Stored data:
----
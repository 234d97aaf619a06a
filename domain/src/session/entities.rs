//! Session domain entities

use serde::{Deserialize, Serialize};
use uuid::Uuid;

/// Identity of an agent session (Value Object)
///
/// Sessions are ephemeral and scoped to a single request. The id exists
/// for log correlation, not for lookup: once the streamed response has
/// been consumed the session is gone.
#[derive(Debug, Clone, PartialEq, Eq, Hash, Serialize, Deserialize)]
pub struct SessionId(Uuid);

impl SessionId {
    /// Generate a fresh session id
    pub fn new() -> Self {
        Self(Uuid::new_v4())
    }
}

impl Default for SessionId {
    fn default() -> Self {
        Self::new()
    }
}

impl std::fmt::Display for SessionId {
    fn fmt(&self, f: &mut std::fmt::Formatter<'_>) -> std::fmt::Result {
        write!(f, "{}", self.0)
    }
}

#[cfg(test)]
mod tests {
    use super::*;

    #[test]
    fn test_session_ids_are_unique() {
        let a = SessionId::new();
        let b = SessionId::new();
        assert_ne!(a, b);
    }

    #[test]
    fn test_session_id_displays_as_uuid() {
        let id = SessionId::new();
        let s = id.to_string();
        // uuid hyphenated form: 8-4-4-4-12
        assert_eq!(s.len(), 36);
        assert_eq!(s.matches('-').count(), 4);
    }
}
----
▶ _EXERCISE INSTRUCTIONS_
A complete, exact transcription of the data above is required.

▶ _ANSWER TO THE EXERCISE_
repository 234d97aaf619a06a
filename domain/src/session/entities.rs
//! Session domain entities

use serde::{Deserialize, Serialize};
use uuid::Uuid;

/// Identity of an agent session (Value Object)
///
/// Sessions are ephemeral and scoped to a single request. The id exists
/// for log correlation, not for lookup: once the streamed response has
/// been consumed the session is gone.
#[derive(Debug, Clone, PartialEq, Eq, Hash, Serialize, Deserialize)]
pub struct SessionId(Uuid);

impl SessionId {
    /// Generate a fresh session id
    pub fn new() -> Self {
        Self(Uuid::new_v4())
    }
}

impl Default for SessionId {
    fn default() -> Self {
        Self::new()
    }
}

impl std::fmt::Display for SessionId {
    fn fmt(&self, f: &mut std::fmt::Formatter<'_>) -> std::fmt::Result {
        write!(f, "{}", self.0)
    }
}

#[cfg(test)]
mod tests {
    use super::*;

    #[test]
    fn test_session_ids_are_unique() {
        let a = SessionId::new();
        let b = SessionId::new();
        assert_ne!(a, b);
    }

    #[test]
    fn test_session_id_displays_as_uuid() {
        let id = SessionId::new();
        let s = id.to_string();
        // uuid hyphenated form: 8-4-4-4-12
        assert_eq!(s.len(), 36);
        assert_eq!(s.matches('-').count(), 4);
    }
}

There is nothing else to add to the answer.